:: Required action ::
Give each record below again, without a single difference.
··· Records for the exercise
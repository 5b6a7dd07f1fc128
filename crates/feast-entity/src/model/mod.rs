//! Data model types for registry entities.
//!
//! - Value types (join key type tags)
//! - Entities (the decoded, read-only model)
//! - Builders (ergonomic construction)

pub mod builder;
pub mod entity;
pub mod value_type;

pub use builder::EntityBuilder;
pub use entity::Entity;
pub use value_type::ValueType;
······
:: Response to this task ::
repository 5b6a7dd07f1fc128
filename crates/feast-entity/src/model/mod.rs
//! Data model types for registry entities.
//!
//! - Value types (join key type tags)
//! - Entities (the decoded, read-only model)
//! - Builders (ergonomic construction)

pub mod builder;
pub mod entity;
pub mod value_type;

pub use builder::EntityBuilder;
pub use entity::Entity;
pub use value_type::ValueType;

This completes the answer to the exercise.